(Written by Steph Kurin)
I recently pulled out my Vacation Hideaway (Set #6592) from my childhood tub of LEGO I had brought from home. I couldn’t find the instructions, so I Googled them, of course. I liked this little set when I bought it, and as I built it again I continued to enjoy the details. Sometime that same week, I also found several AFOL websites, started chatting on forums and looking at MOCs… and, I was out of my “Dark Ages“! This resulted in buying some new LEGO too! I went to Target and bought the Camper (Set #7639) and Small Car (Set #3177), and then purchases quickly escalated on eBay. And when I found BrickLink, I understood why they call it “CrackLink”; buying plastic bricks individually is more fun than buying complete sets!
It’s been about fifteen years since I’ve done any serious LEGO building as an AFOL (I prefer the term “build” to “play”). My family and I spent a lot of time playing with LEGO growing up. My dad bought me my first set; one of those blue tubs that contains mostly bricks, along with some wheels and windows. This was in the mid-80s. He had grown up playing with LEGO, and wanted to share it with his daughters (I was probably six at the time, my sister three years younger). We opened the tub on our braided-rug in the basement and spread out the bricks. A house was our first build, and my first LEGO-lesson came that day; you want to overlap the bricks so your structure will be sturdy, as my engineer dad was quick to show me.
When I was nine years old, my family would do a child-exchange and I would be off to Michigan for a week to spend time with my friend Andrew. Other than running around in his backyard, we would spend hours with LEGO building. He had a small desk in his room, the bricks organized in Plano boxes on shelves above the desk. His dad built the shelves tilted toward the desk, so we could easily find the piece we needed.
As soon as a meal was over, we would look at each other and bolt from the table at the same time so we would be uninterrupted from his annoying little sister, too young for LEGO building. Andrew mostly built vehicles and I built houses. For his eleventh birthday, my brother and I bought Andrew the Gas Transit set (#6594). Andrew drew us a crayon-picture on his thank-you letter.
By the time I was eleven, I had three younger brothers. Providing more excuses to buy LEGO as birthday and Christmas gift – oh yes, I’m an enabler. One year I bought the Pirate’s Plunder set (#6237),with my own money, as a gift for my brother several months before Christmas.
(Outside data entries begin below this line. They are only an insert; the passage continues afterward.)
#[cfg(test)]
mod tests {
    use super::*;
    use crate::transport::mock::MockTransport;
    use std::time::Instant;

    fn running_link(transport: MockTransport) -> Arc<DisplayLink<MockTransport>> {
        let link = DisplayLink::new(transport);
        link.set_state(LinkState::Running);
        link
    }

    #[tokio::test]
    async fn write_command_appends_terminator() {
        let transport = MockTransport::new();
        let writes = transport.writes.clone();
        let link = running_link(transport);

        link.write_command("page home").await.unwrap();

        let writes = writes.lock().unwrap();
        assert_eq!(writes.len(), 2);
        assert_eq!(writes[0], b"page home");
        assert_eq!(writes[1], FRAME_TERMINATOR.to_vec());
    }

    #[tokio::test]
    async fn write_command_refused_unless_running() {
        let transport = MockTransport::new();
        let writes = transport.writes.clone();
        let link = DisplayLink::new(transport);

        assert!(matches!(
            link.write_command("page home").await,
            Err(Error::NotReady)
        ));

        link.set_state(LinkState::Updating);
        assert!(matches!(
            link.set_brightness(50).await,
            Err(Error::NotReady)
        ));

        // No bytes reached the wire in either state.
        assert!(writes.lock().unwrap().is_empty());
    }

    #[tokio::test]
    async fn update_chunk_write_bypasses_running_gate() {
        let transport = MockTransport::new();
        let writes = transport.writes.clone();
        let link = DisplayLink::new(transport);
        link.set_state(LinkState::Updating);

        link.write_update_chunk(&[0xAA; 16]).await.unwrap();
        assert_eq!(writes.lock().unwrap().len(), 1);
    }

    #[tokio::test]
    async fn integer_query_rendezvous() {
        let transport = MockTransport::new();
        let writes = transport.writes.clone();
        let link = running_link(transport);

        let query_link = link.clone();
        let query = tokio::spawn(async move {
            query_link
                .get_component_value("s_bright", Duration::from_secs(1))
                .await
        });

        // Wait for the query command to hit the wire before replying.
        while writes.lock().unwrap().is_empty() {
            tokio::time::sleep(Duration::from_millis(1)).await;
        }
        assert_eq!(writes.lock().unwrap()[0], b"get s_bright.val");

        link.deliver(LinkEvent::IntegerValue(42));
        assert_eq!(query.await.unwrap().unwrap(), 42);
    }

    #[tokio::test]
    async fn second_integer_query_is_busy_without_wire_write() {
        let transport = MockTransport::new();
        let writes = transport.writes.clone();
        let link = running_link(transport);

        let first_link = link.clone();
        let first = tokio::spawn(async move {
            first_link
                .get_component_value("a", Duration::from_millis(500))
                .await
        });

        while writes.lock().unwrap().is_empty() {
            tokio::time::sleep(Duration::from_millis(1)).await;
        }
        let writes_before = writes.lock().unwrap().len();

        assert!(matches!(
            link.get_component_value("b", Duration::from_millis(500)).await,
            Err(Error::Busy)
        ));
        assert_eq!(writes.lock().unwrap().len(), writes_before);

        link.deliver(LinkEvent::IntegerValue(7));
        assert_eq!(first.await.unwrap().unwrap(), 7);
    }

    #[tokio::test]
    async fn integer_query_times_out_and_slot_clears() {
        let link = running_link(MockTransport::new());

        let wait = Duration::from_millis(50);
        let started = Instant::now();
        let result = link.get_component_value("s_bright", wait).await;
        assert!(matches!(result, Err(Error::Timeout)));
        assert!(started.elapsed() >= wait);

        // The slot was cleared; a fresh query works normally.
        let query_link = link.clone();
        let query = tokio::spawn(async move {
            query_link
                .get_component_value("s_bright", Duration::from_secs(1))
                .await
        });
        tokio::time::sleep(Duration::from_millis(10)).await;
        link.deliver(LinkEvent::IntegerValue(3));
        assert_eq!(query.await.unwrap().unwrap(), 3);
    }

    #[tokio::test]
    async fn wait_for_event_rendezvous_and_timeout() {
        let link = running_link(MockTransport::new());

        let wait_link = link.clone();
        let waiter = tokio::spawn(async move {
            wait_link
                .wait_for_event(LinkEventKind::ConnectedAck, Duration::from_secs(1))
                .await
        });
        tokio::time::sleep(Duration::from_millis(10)).await;
        // An event of a different kind must not satisfy the wait.
        link.deliver(LinkEvent::SleepRequested);
        link.deliver(LinkEvent::ConnectedAck);
        waiter.await.unwrap().unwrap();

        // No replay: the ack above is gone, a new wait times out.
        let result = link
            .wait_for_event(LinkEventKind::ConnectedAck, Duration::from_millis(50))
            .await;
        assert!(matches!(result, Err(Error::Timeout)));
    }

    #[tokio::test]
    async fn events_fan_out_to_all_subscribers() {
        let link = running_link(MockTransport::new());
        let mut first = link.subscribe();
        let mut second = link.subscribe();

        link.deliver(LinkEvent::TouchEvent {
            page: 2,
            component: 22,
            pressed: true,
        });

        let expected = LinkEvent::TouchEvent {
            page: 2,
            component: 22,
            pressed: true,
        };
        assert_eq!(first.recv().await.unwrap(), expected);
        assert_eq!(second.recv().await.unwrap(), expected);
    }

    #[tokio::test]
    async fn reader_and_dispatcher_deliver_wire_frames() {
        let link = running_link(MockTransport::new());
        let (serial_tx, serial_rx) = mpsc::channel(16);
        link.start(serial_rx);
        let mut events = link.subscribe();

        serial_tx
            .send(SerialEvent::Data(b"\x71\x0A\x00\x00\x00\xFF\xFF\xFF".to_vec()))
            .await
            .unwrap();
        assert_eq!(events.recv().await.unwrap(), LinkEvent::IntegerValue(10));

        serial_tx
            .send(SerialEvent::Data(b"\x65\x02\x16\x01\xFF\xFF\xFF".to_vec()))
            .await
            .unwrap();
        assert_eq!(
            events.recv().await.unwrap(),
            LinkEvent::TouchEvent {
                page: 2,
                component: 22,
                pressed: true
            }
        );
    }

    #[tokio::test]
    async fn reader_uses_raw_framing_while_updating() {
        let link = running_link(MockTransport::new());
        let (serial_tx, serial_rx) = mpsc::channel(16);
        link.start(serial_rx);
        let mut events = link.subscribe();
        link.set_state(LinkState::Updating);

        // Ready signal arrives unterminated during a transfer.
        serial_tx
            .send(SerialEvent::Data(vec![0x05]))
            .await
            .unwrap();
        assert_eq!(
            events.recv().await.unwrap(),
            LinkEvent::UpdateReadyForNextChunk
        );

        // Split jump instruction across two chunk deliveries.
        serial_tx.send(SerialEvent::Data(vec![0x08])).await.unwrap();
        serial_tx
            .send(SerialEvent::Data(vec![0x88, 0x13, 0x00, 0x00]))
            .await
            .unwrap();
        assert_eq!(
            events.recv().await.unwrap(),
            LinkEvent::UpdateJumpToOffset(5000)
        );
    }
}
Every day or so, I’d take the little box out of my closet and look at it. I loved the way LEGO included alternate builds on the colorful boxes. In fact we would save the pictures when we had to throw the boxes away.
Our toy catalogs were well-thumbed each year, especially around Christmas. However, my parents rarely got us specific gifts we requested. So I would usually save my $0.35 weekly allowance and birthday money. One year it was the Paradisa Rolling Acres Ranch #6419; it was the first LEGO set I bought for myself. The pink pieces were new to me, but the set was perfect for a horse-lover. I put it together as quickly as possible so I could play with it, but it encountered much iteration over the years.
Our other LEGO was contained in my brothers’ room – we had a building-desk as well, and when Andrew took down his desk, he gave us his shelves. One of my favorite times was LEGO sorting-night. When things got too messy – we had many builds and the piles of bricks were taking over the desk – my dad would call a sorting-night and we would all pitch in. I still love the feel and sound of sorting; dropping bricks into containers, hearing the bricks clink-clunk together, and seeing the organization afterward. We sorted by type/size, and I still do today.
I’ve officially been an AFOL for a month now. I talked my mom into letting me sort through all of our family’s LEGO. She said there’s a 5-gallon tub, at least. I can’t wait to see what we have! Going through and putting those old sets together is likely to assemble more memories… 🙂
Welcome back!
Thanks, it’s great to be back!
Welcome to the adult world of LEGO! It’s a lot more fun, now that you can buy what you want, but also more dangerous. I’ve overspent too many months in a row lately. lol!
Thanks for sharing your childhood experiences. I think having someone to share LEGO with is great and definitely makes things more fun. I didn’t have that, but now I do since my husband and I build LEGO together.
I actually found some old catalogs that I had marked with a weird coding system of ones I wanted the most and then on down the line. I got a few that I asked for, but definitely not as many as I wanted. I had that Paradisa Ranch, too. It was the largest set I owned as a kid. I still have it and now you’ve inspired me to put it together.
Dangerous, I’ll say! 😉
Marking catalogs sounds exactly like something I’d have done as a kid. I also had the Paradisa Carriage Ride and Sidewalk Cafe. It will be interesting to compare these to the new “girl-targeted” LEGO line coming out!
Yes, I’m also curious to see if LEGO is starting to understand gals better! 😉
Love your post, it brings back some great memories! 🙂
Nice post, Steph! I really like the drawing! It is enjoyeable to see how kids communicate! Your friend was a good artist! And accurate too! 🙂
I love that picture he drew… yes, very accurate!